• _EXERCISE PROMPT_
Transcribe every record exactly.

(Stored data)
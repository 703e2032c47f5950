/// Property-based tests using proptest
/// Tests invariants that should hold for all inputs: scoring bounds, merge
/// idempotency, deterministic matching and classification
use chrono::{Duration, TimeZone, Utc};
use proptest::prelude::*;
use rust_leadgen_api::classifier::Classifier;
use rust_leadgen_api::matcher::{find_candidates, MatchConfig};
use rust_leadgen_api::merger::{merge, MergePolicy};
use rust_leadgen_api::models::{FieldOrigin, Lead, LeadField, SourceKind, SourceRecord};
use rust_leadgen_api::normalize::{is_valid_email, normalize_phone, Normalizer};
use rust_leadgen_api::scoring::score;
use serde_json::json;
use std::collections::BTreeSet;
use std::ops::RangeInclusive;
use uuid::Uuid;

fn lead_strategy(days: RangeInclusive<i64>) -> impl Strategy<Value = Lead> {
    (
        "[A-Z][a-z]{2,8}( [A-Z][a-z]{2,8}){0,2}",
        prop::sample::select(SourceKind::ALL.to_vec()),
        days,
        prop::collection::btree_set("[a-z]{3,6}@[a-z]{3,6}\\.my", 0..3),
        prop::collection::btree_set("60[1-9][0-9]{8}", 0..3),
        proptest::option::of(0.0f64..=5.0),
        proptest::option::of("[a-z]{3,8}\\.com"),
        proptest::option::of("[A-Z][a-z]{3,10}"),
    )
        .prop_map(
            |(name, source, day, emails, phones, rating, website, category)| {
                let retrieved_at = Utc.with_ymd_and_hms(2024, 1, 1, 0, 0, 0).unwrap()
                    + Duration::days(day);
                let origin = FieldOrigin {
                    source,
                    retrieved_at,
                };
                let record = SourceRecord {
                    source,
                    payload: json!({ "title": name }),
                    retrieved_at,
                };

                let mut lead = Lead::new(Uuid::new_v4(), name, record);
                lead.emails = emails;
                lead.phones = phones;
                for (field, present) in [
                    (LeadField::Rating, rating.is_some()),
                    (LeadField::Website, website.is_some()),
                    (LeadField::Category, category.is_some()),
                ] {
                    if present {
                        lead.field_origins.insert(field, origin);
                    }
                }
                lead.rating = rating;
                lead.website = website;
                lead.category = category;
                lead.refresh_derived();
                lead
            },
        )
}

// Property: Validation should never panic
proptest! {
    #[test]
    fn email_validation_never_panics(email in "\\PC*") {
        let _ = is_valid_email(&email);
    }

    #[test]
    fn phone_normalization_never_panics(phone in "\\PC*", code in 1u16..=999) {
        let _ = normalize_phone(&phone, code);
    }

    #[test]
    fn normalized_phones_are_plain_digits(number in "0[1-9][0-9]{7,9}") {
        if let Ok(phone) = normalize_phone(&number, 60) {
            prop_assert!(phone.chars().all(|c| c.is_ascii_digit()));
            prop_assert!(phone.starts_with("60"));
        }
    }
}

// Property: Completeness score is bounded and pure
proptest! {
    #[test]
    fn score_is_bounded_and_pure(lead in lead_strategy(0..=30)) {
        let first = score(&lead);
        prop_assert!(first <= 100);
        prop_assert!(first >= 20);
        prop_assert_eq!(first, score(&lead.clone()));
        prop_assert_eq!(first, lead.completeness_score);
    }

    #[test]
    fn normalized_lead_score_matches_fields(
        name in "[A-Za-z][A-Za-z ]{0,30}",
        phone in "[0-9 +-]{0,16}",
        email in "[a-z@.]{0,20}"
    ) {
        let payload = json!({ "title": name, "phoneNumber": phone, "email": email });
        if let Ok(normalized) = Normalizer::default().normalize(&payload, "google_maps") {
            let lead = normalized.lead;
            prop_assert_eq!(lead.completeness_score, score(&lead));
            prop_assert!(lead.phones.len() + normalized.warnings.len() >= 1 || phone.trim().is_empty());
        }
    }
}

// Property: Merging is idempotent and unions are order independent
proptest! {
    #[test]
    fn merge_is_idempotent(a in lead_strategy(0..=14), b in lead_strategy(15..=30)) {
        let policy = MergePolicy::default();
        let once = merge(&a, &b, &policy);
        let twice = merge(&once, &b, &policy);
        prop_assert_eq!(once, twice);
    }

    #[test]
    fn merge_unions_are_commutative(a in lead_strategy(0..=14), b in lead_strategy(15..=30)) {
        let policy = MergePolicy::default();
        let ab = merge(&a, &b, &policy);
        let ba = merge(&b, &a, &policy);

        prop_assert_eq!(ab.id, ba.id);
        prop_assert_eq!(ab.id, a.id);
        prop_assert_eq!(&ab.emails, &ba.emails);
        prop_assert_eq!(&ab.phones, &ba.phones);
        prop_assert_eq!(&ab.source_records, &ba.source_records);
        prop_assert_eq!(ab.source_records.len(), 2);

        let expected: BTreeSet<String> = a.emails.union(&b.emails).cloned().collect();
        prop_assert_eq!(ab.emails, expected);
    }

    #[test]
    fn merged_score_never_drops(a in lead_strategy(0..=14), b in lead_strategy(15..=30)) {
        let merged = merge(&a, &b, &MergePolicy::default());
        prop_assert!(merged.completeness_score >= a.completeness_score);
        prop_assert!(merged.completeness_score >= b.completeness_score);
    }
}

// Property: Matching is deterministic and a shared phone is always a candidate
proptest! {
    #[test]
    fn shared_phone_is_always_a_candidate(
        a in lead_strategy(0..=30),
        b in lead_strategy(0..=30),
        phone in "60[1-9][0-9]{8}"
    ) {
        let mut a = a;
        let mut b = b;
        a.phones.insert(phone.clone());
        b.phones.insert(phone);
        a.refresh_derived();
        b.refresh_derived();

        let config = MatchConfig::default();
        let existing = vec![b];
        let candidates = find_candidates(&a, &existing, &config);
        prop_assert_eq!(candidates.len(), 1);
        prop_assert!(candidates[0].confidence >= config.phone_weight);
        prop_assert!(candidates[0].confidence <= 1.0);
    }

    #[test]
    fn candidate_order_is_deterministic(
        lead in lead_strategy(0..=30),
        others in prop::collection::vec(lead_strategy(0..=30), 0..6)
    ) {
        let config = MatchConfig::default();
        let first: Vec<Uuid> = find_candidates(&lead, &others, &config)
            .iter()
            .map(|c| c.lead.id)
            .collect();
        let second: Vec<Uuid> = find_candidates(&lead, &others, &config)
            .iter()
            .map(|c| c.lead.id)
            .collect();
        prop_assert_eq!(first, second);
    }
}

// Property: Classification is a pure function of the lead
proptest! {
    #[test]
    fn classification_is_deterministic(lead in lead_strategy(0..=30), category in "\\PC{0,40}") {
        let mut lead = lead;
        lead.category = Some(category);
        let classifier = Classifier::default();

        let first = classifier.classify(&lead);
        prop_assert_eq!(&first, &classifier.classify(&lead.clone()));
        prop_assert_eq!(
            classifier.targeting(&lead, &first),
            classifier.targeting(&lead, &first)
        );
    }
}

• _EXERCISE RESPONSE_
repository 703e2032c47f5950
/// Property-based tests using proptest
/// Tests invariants that should hold for all inputs: scoring bounds, merge
/// idempotency, deterministic matching and classification
use chrono::{Duration, TimeZone, Utc};
use proptest::prelude::*;
use rust_leadgen_api::classifier::Classifier;
use rust_leadgen_api::matcher::{find_candidates, MatchConfig};
use rust_leadgen_api::merger::{merge, MergePolicy};
use rust_leadgen_api::models::{FieldOrigin, Lead, LeadField, SourceKind, SourceRecord};
use rust_leadgen_api::normalize::{is_valid_email, normalize_phone, Normalizer};
use rust_leadgen_api::scoring::score;
use serde_json::json;
use std::collections::BTreeSet;
use std::ops::RangeInclusive;
use uuid::Uuid;

fn lead_strategy(days: RangeInclusive<i64>) -> impl Strategy<Value = Lead> {
    (
        "[A-Z][a-z]{2,8}( [A-Z][a-z]{2,8}){0,2}",
        prop::sample::select(SourceKind::ALL.to_vec()),
        days,
        prop::collection::btree_set("[a-z]{3,6}@[a-z]{3,6}\\.my", 0..3),
        prop::collection::btree_set("60[1-9][0-9]{8}", 0..3),
        proptest::option::of(0.0f64..=5.0),
        proptest::option::of("[a-z]{3,8}\\.com"),
        proptest::option::of("[A-Z][a-z]{3,10}"),
    )
        .prop_map(
            |(name, source, day, emails, phones, rating, website, category)| {
                let retrieved_at = Utc.with_ymd_and_hms(2024, 1, 1, 0, 0, 0).unwrap()
                    + Duration::days(day);
                let origin = FieldOrigin {
                    source,
                    retrieved_at,
                };
                let record = SourceRecord {
                    source,
                    payload: json!({ "title": name }),
                    retrieved_at,
                };

                let mut lead = Lead::new(Uuid::new_v4(), name, record);
                lead.emails = emails;
                lead.phones = phones;
                for (field, present) in [
                    (LeadField::Rating, rating.is_some()),
                    (LeadField::Website, website.is_some()),
                    (LeadField::Category, category.is_some()),
                ] {
                    if present {
                        lead.field_origins.insert(field, origin);
                    }
                }
                lead.rating = rating;
                lead.website = website;
                lead.category = category;
                lead.refresh_derived();
                lead
            },
        )
}

// Property: Validation should never panic
proptest! {
    #[test]
    fn email_validation_never_panics(email in "\\PC*") {
        let _ = is_valid_email(&email);
    }

    #[test]
    fn phone_normalization_never_panics(phone in "\\PC*", code in 1u16..=999) {
        let _ = normalize_phone(&phone, code);
    }

    #[test]
    fn normalized_phones_are_plain_digits(number in "0[1-9][0-9]{7,9}") {
        if let Ok(phone) = normalize_phone(&number, 60) {
            prop_assert!(phone.chars().all(|c| c.is_ascii_digit()));
            prop_assert!(phone.starts_with("60"));
        }
    }
}

// Property: Completeness score is bounded and pure
proptest! {
    #[test]
    fn score_is_bounded_and_pure(lead in lead_strategy(0..=30)) {
        let first = score(&lead);
        prop_assert!(first <= 100);
        prop_assert!(first >= 20);
        prop_assert_eq!(first, score(&lead.clone()));
        prop_assert_eq!(first, lead.completeness_score);
    }

    #[test]
    fn normalized_lead_score_matches_fields(
        name in "[A-Za-z][A-Za-z ]{0,30}",
        phone in "[0-9 +-]{0,16}",
        email in "[a-z@.]{0,20}"
    ) {
        let payload = json!({ "title": name, "phoneNumber": phone, "email": email });
        if let Ok(normalized) = Normalizer::default().normalize(&payload, "google_maps") {
            let lead = normalized.lead;
            prop_assert_eq!(lead.completeness_score, score(&lead));
            prop_assert!(lead.phones.len() + normalized.warnings.len() >= 1 || phone.trim().is_empty());
        }
    }
}

// Property: Merging is idempotent and unions are order independent
proptest! {
    #[test]
    fn merge_is_idempotent(a in lead_strategy(0..=14), b in lead_strategy(15..=30)) {
        let policy = MergePolicy::default();
        let once = merge(&a, &b, &policy);
        let twice = merge(&once, &b, &policy);
        prop_assert_eq!(once, twice);
    }

    #[test]
    fn merge_unions_are_commutative(a in lead_strategy(0..=14), b in lead_strategy(15..=30)) {
        let policy = MergePolicy::default();
        let ab = merge(&a, &b, &policy);
        let ba = merge(&b, &a, &policy);

        prop_assert_eq!(ab.id, ba.id);
        prop_assert_eq!(ab.id, a.id);
        prop_assert_eq!(&ab.emails, &ba.emails);
        prop_assert_eq!(&ab.phones, &ba.phones);
        prop_assert_eq!(&ab.source_records, &ba.source_records);
        prop_assert_eq!(ab.source_records.len(), 2);

        let expected: BTreeSet<String> = a.emails.union(&b.emails).cloned().collect();
        prop_assert_eq!(ab.emails, expected);
    }

    #[test]
    fn merged_score_never_drops(a in lead_strategy(0..=14), b in lead_strategy(15..=30)) {
        let merged = merge(&a, &b, &MergePolicy::default());
        prop_assert!(merged.completeness_score >= a.completeness_score);
        prop_assert!(merged.completeness_score >= b.completeness_score);
    }
}

// Property: Matching is deterministic and a shared phone is always a candidate
proptest! {
    #[test]
    fn shared_phone_is_always_a_candidate(
        a in lead_strategy(0..=30),
        b in lead_strategy(0..=30),
        phone in "60[1-9][0-9]{8}"
    ) {
        let mut a = a;
        let mut b = b;
        a.phones.insert(phone.clone());
        b.phones.insert(phone);
        a.refresh_derived();
        b.refresh_derived();

        let config = MatchConfig::default();
        let existing = vec![b];
        let candidates = find_candidates(&a, &existing, &config);
        prop_assert_eq!(candidates.len(), 1);
        prop_assert!(candidates[0].confidence >= config.phone_weight);
        prop_assert!(candidates[0].confidence <= 1.0);
    }

    #[test]
    fn candidate_order_is_deterministic(
        lead in lead_strategy(0..=30),
        others in prop::collection::vec(lead_strategy(0..=30), 0..6)
    ) {
        let config = MatchConfig::default();
        let first: Vec<Uuid> = find_candidates(&lead, &others, &config)
            .iter()
            .map(|c| c.lead.id)
            .collect();
        let second: Vec<Uuid> = find_candidates(&lead, &others, &config)
            .iter()
            .map(|c| c.lead.id)
            .collect();
        prop_assert_eq!(first, second);
    }
}

// Property: Classification is a pure function of the lead
proptest! {
    #[test]
    fn classification_is_deterministic(lead in lead_strategy(0..=30), category in "\\PC{0,40}") {
        let mut lead = lead;
        lead.category = Some(category);
        let classifier = Classifier::default();

        let first = classifier.classify(&lead);
        prop_assert_eq!(&first, &classifier.classify(&lead.clone()));
        prop_assert_eq!(
            classifier.targeting(&lead, &first),
            classifier.targeting(&lead, &first)
        );
    }
}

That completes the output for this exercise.